A con man strikes out much more than he succeeds, experts say, but he can still prosper.
“You turn him off, he just keeps going,” said Grow. If he gets $200 or $300 a day, tax-free, he is doing well, they say.
And a con man calculates that he won’t suffer much punish-ment, the experts say, especially if he limits the sum that he shoots for. In addition to their embarrassment, Grow explained, victims rarely complain because they figure the police won’t catch the culprit and because it is too much trouble for the amount lost.
KLUTH HAS BEEN convicted of 54 crimes in the three states, according to police and court records and the Rhode Island attorney general’s office, including a 1991 case in which he pleaded guilty in New Bedford District Court to 20 larcenies for passing bad checks.
And that does not count other times when he pleaded no contest to charges and received probation — a combined plea and disposition that in most circumstances is not considered a criminal conviction under Rhode Island law.
His crimes have varied from obstructing police and resisting arrest to receiving stolen goods and passing bad checks.
His record as an adult stretches back to 1979, when he was 19 years old and the Newport police charged him with breaking and entering.

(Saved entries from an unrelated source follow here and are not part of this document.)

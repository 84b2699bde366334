//! Hash bucket layout.
//!
//! ```text
//! bucket n at offset n * bucket_size:
//! +--------------------+---------+---------+-----+---------+
//! | next bucket (slot) | entry 0 | entry 1 | ... | entry k |
//! | 10 bytes           | 21 B    | 21 B    |     | 21 B    |
//! +--------------------+---------+---------+-----+---------+
//!
//! entry:
//! +----------+------------------+------------------+
//! | validity | key (slot)       | value (slot)     |
//! | 1 byte   | 10 bytes         | 10 bytes         |
//! +----------+------------------+------------------+
//! ```
//!
//! A next-bucket number of zero terminates the chain. An entry with
//! validity, key and value all zero was never written.

use super::varint::{read_slot, slot_bytes, VarintError, SLOT_SIZE};

/// Bytes of the next-bucket link at the start of a bucket
pub const BUCKET_HEADER_SIZE: u64 = SLOT_SIZE as u64;

/// Bytes of one entry
pub const ENTRY_SIZE: u64 = 1 + 2 * SLOT_SIZE as u64;

/// Validity byte of a live entry
pub const ENTRY_VALID: u8 = 1;

/// Validity byte of a removed or never-written entry
pub const ENTRY_INVALID: u8 = 0;

/// Offset arithmetic for a hash file with fixed bucket geometry
#[derive(Debug, Clone, Copy, PartialEq, Eq)]
pub struct BucketLayout {
    hash_bits: u32,
    per_bucket: u64,
    bucket_size: u64,
}

impl BucketLayout {
    /// Layout for `2^hash_bits` head buckets of `per_bucket` entries
    pub fn new(hash_bits: u32, per_bucket: u64) -> Self {
        BucketLayout {
            hash_bits,
            per_bucket,
            bucket_size: BUCKET_HEADER_SIZE + per_bucket * ENTRY_SIZE,
        }
    }

    /// Bytes per bucket
    #[inline]
    pub fn bucket_size(&self) -> u64 {
        self.bucket_size
    }

    /// Entry slots per bucket
    #[inline]
    pub fn per_bucket(&self) -> u64 {
        self.per_bucket
    }

    /// Number of low key bits used to pick a head bucket
    #[inline]
    pub fn hash_bits(&self) -> u32 {
        self.hash_bits
    }

    /// Number of head buckets
    #[inline]
    pub fn initial_buckets(&self) -> u64 {
        1u64 << self.hash_bits
    }

    /// Head bucket of `key`: its low `hash_bits` bits
    #[inline]
    pub fn hash_key(&self, key: u64) -> u64 {
        key & (self.initial_buckets() - 1)
    }

    /// File offset of bucket `bucket`
    #[inline]
    pub fn bucket_offset(&self, bucket: u64) -> u64 {
        bucket * self.bucket_size
    }

    /// File offset of entry `slot` within bucket `bucket`
    #[inline]
    pub fn entry_offset(&self, bucket: u64, slot: u64) -> u64 {
        self.bucket_offset(bucket) + BUCKET_HEADER_SIZE + slot * ENTRY_SIZE
    }
}

/// A decoded entry
#[derive(Debug, Clone, Copy, PartialEq, Eq)]
pub struct Entry {
    /// True when the validity byte is [`ENTRY_VALID`]
    pub valid: bool,
    /// Stored key
    pub key: u64,
    /// Stored value
    pub value: u64,
}

impl Entry {
    /// True for a slot that was never written
    #[inline]
    pub fn is_unused(&self) -> bool {
        !self.valid && self.key == 0 && self.value == 0
    }
}

/// Encode a live entry, zero-filling both slots
pub fn encode_entry(key: u64, value: u64) -> [u8; ENTRY_SIZE as usize] {
    let mut entry = [0u8; ENTRY_SIZE as usize];
    entry[0] = ENTRY_VALID;
    entry[1..1 + SLOT_SIZE].copy_from_slice(&slot_bytes(key));
    entry[1 + SLOT_SIZE..].copy_from_slice(&slot_bytes(value));
    entry
}

/// Decode an entry from at least [`ENTRY_SIZE`] bytes
pub fn decode_entry(bytes: &[u8]) -> Result<Entry, VarintError> {
    if (bytes.len() as u64) < ENTRY_SIZE {
        return Err(VarintError::Truncated);
    }
    Ok(Entry {
        valid: bytes[0] == ENTRY_VALID,
        key: read_slot(&bytes[1..1 + SLOT_SIZE])?,
        value: read_slot(&bytes[1 + SLOT_SIZE..ENTRY_SIZE as usize])?,
    })
}

/// Decode a next-bucket link
pub fn decode_link(bytes: &[u8]) -> Result<u64, VarintError> {
    read_slot(bytes)
}

/// Encode a next-bucket link
pub fn encode_link(next: u64) -> [u8; SLOT_SIZE] {
    slot_bytes(next)
}
//! Index Integration Tests
//!
//! Tests for hash table files through the public API: multimap semantics,
//! chain growth, persistence, partitioned scans, concurrent access, and use
//! as a secondary index over a collection.
//!
//! ## Running Tests
//!
//! ```bash
//! cargo test --test index
//! cargo test --release --test index stress::
//! ```

#[path = "../common/mod.rs"]
mod common;

mod stress;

He pleaded no contest to unlawful entry and was given three years’ probation.
One of his bigger scores came in 1995-’96 at the expense of John S. Kesson, a 92-year-old retired dairy farmer in Middletown. Police and court records show that Kluth told Kesson that he used to come to his farm as a young member of a 4-H program with the children of a man whom Kesson knew. Kesson did not remember Kluth, but he took his word for it.